Oh, the irony.
After my last post about being consistent at writing, I drop off from publishing on a regular schedule and miss basically a month of blogging.
Sigh. But such is life.
The good thing is that things are cyclical and what I love about fall the most is the feeling of rebirth that it gives me. This is my favorite season because it symbolizes to me a starting over and beginning anew.
Even when I was younger, a lot of my friends hated fall because it meant the end of summer and going back to school. Me being the uber-nerd that I was, always lived for fall. We were going back to school, this was a cause for celebration. Hooray!
Yes, I wasn’t the most popular person, but I didn’t care. It was a new (school) year, another year to spend learning about history and literature and yes, math and science, too.
I mean, really. Outside, the heat of the summer was finally ending and the air became crisper and cooler. The colors were changing as the green leaves bled into yellow, then orange, and finally red. Then gradually, they became brown and fell to the earth with a gust of wind.
Things fall apart and then reform, basically.
And so now that I am older, I’ve always used this time to reflect upon my past and also where I want to be in the future.
I realize, too, that this is a blog about personal finance but these past few months my posts seem to focus more on what is happening to me psychologically and spiritually instead of the hard numbers I need to look at. Those are still important, and I know I have been very delinquent in posting those types of articles. I fully admit that they are not as easy to write as personal essays and opinions on development. I’m going to chalk that up to the overall weirdness of 2020.

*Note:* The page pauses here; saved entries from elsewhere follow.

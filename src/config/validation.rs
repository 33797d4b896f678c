use crate::config::types::{
    Backend, BrowserConfig, Config, OutputConfig, RunConfig, SelectorConfig, SiteConfig,
};
use crate::ConfigError;
use scraper::Selector;
use url::Url;

/// Validates the entire configuration
pub fn validate(config: &Config) -> Result<(), ConfigError> {
    validate_run_config(&config.run)?;
    validate_browser_config(&config.browser, &config.run)?;
    validate_site_config(&config.site)?;
    validate_selector_config(&config.selectors)?;
    validate_output_config(&config.output)?;
    Ok(())
}

fn validate_run_config(config: &RunConfig) -> Result<(), ConfigError> {
    if config.page_limit < 1 {
        return Err(ConfigError::Validation(format!(
            "page_limit must be >= 1, got {}",
            config.page_limit
        )));
    }
    Ok(())
}

fn validate_browser_config(config: &BrowserConfig, run: &RunConfig) -> Result<(), ConfigError> {
    match config.backend {
        Backend::Webdriver => {
            Url::parse(&config.webdriver_url).map_err(|e| {
                ConfigError::InvalidUrl(format!(
                    "Invalid webdriver_url '{}': {}",
                    config.webdriver_url, e
                ))
            })?;
        }
        Backend::Http => {
            // no form to type into without a browser
            if !run.direct_url {
                return Err(ConfigError::Validation(
                    "the http backend requires direct-url mode".to_string(),
                ));
            }
        }
    }

    if config.user_agent.trim().is_empty() {
        return Err(ConfigError::Validation(
            "user_agent cannot be empty".to_string(),
        ));
    }

    Ok(())
}

fn validate_site_config(config: &SiteConfig) -> Result<(), ConfigError> {
    Url::parse(&config.home_url).map_err(|e| {
        ConfigError::InvalidUrl(format!("Invalid home_url '{}': {}", config.home_url, e))
    })?;

    if !config.direct_url_template.contains("{keyword}") {
        return Err(ConfigError::Validation(format!(
            "direct_url_template must contain '{{keyword}}', got '{}'",
            config.direct_url_template
        )));
    }

    config.direct_listing_url("keyword").map_err(|e| {
        ConfigError::InvalidUrl(format!(
            "Invalid direct_url_template '{}': {}",
            config.direct_url_template, e
        ))
    })?;

    validate_selector("search_input_selector", &config.search_input_selector)?;
    validate_selector("search_button_selector", &config.search_button_selector)?;

    Ok(())
}

fn validate_selector_config(config: &SelectorConfig) -> Result<(), ConfigError> {
    validate_selector("listing", &config.listing)?;
    validate_selector("name", &config.name)?;
    validate_selector("tagline", &config.tagline)?;
    validate_selector("employment_status", &config.employment_status)?;
    validate_selector("table", &config.table)?;
    validate_selector("table_key", &config.table_key)?;
    validate_selector("table_value", &config.table_value)?;
    validate_selector("next_page", &config.next_page)?;

    if config.salary_label.trim().is_empty() {
        return Err(ConfigError::Validation(
            "salary_label cannot be empty".to_string(),
        ));
    }

    Ok(())
}

fn validate_output_config(config: &OutputConfig) -> Result<(), ConfigError> {
    if config.results_dir.is_empty() {
        return Err(ConfigError::Validation(
            "results_dir cannot be empty".to_string(),
        ));
    }

    if config.logs_dir.is_empty() {
        return Err(ConfigError::Validation(
            "logs_dir cannot be empty".to_string(),
        ));
    }

    Ok(())
}

/// Parses a CSS selector, naming the offending key on failure
pub(crate) fn parse_selector(key: &str, selector: &str) -> Result<Selector, ConfigError> {
    Selector::parse(selector)
        .map_err(|e| ConfigError::InvalidSelector(format!("{} = '{}': {:?}", key, selector, e)))
}

fn validate_selector(key: &str, selector: &str) -> Result<(), ConfigError> {
    if selector.trim().is_empty() {
        return Err(ConfigError::InvalidSelector(format!("{} cannot be empty", key)));
    }
    parse_selector(key, selector).map(|_| ())
}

This year has been very strange and I know that the stress of the pandemic, the political situation in the US, and the problems at work and at home have affected me in ways that I am still contemplating. I think this is the main reason why I have been struggling so much with meeting all the goals I set for myself this year.
But I am not complaining. I still have a couple months left in the year, and I am going to make up for my past mistakes and try to get back into the swing of things by being more consistent in blogging. This is a long-term commitment and I really do want to use this platform as a way to get myself and my husband in a better financial situation, no matter what is happening around the world.
In this sense, I have been consistent at being grateful for the good things that are still left in my life. I can never ever forget that.
But this season is slowly progressing forward and just like the trees that I see on my way to work, I’m shedding the excess fodder and focusing inward to make sure that I will be fine when the year is done.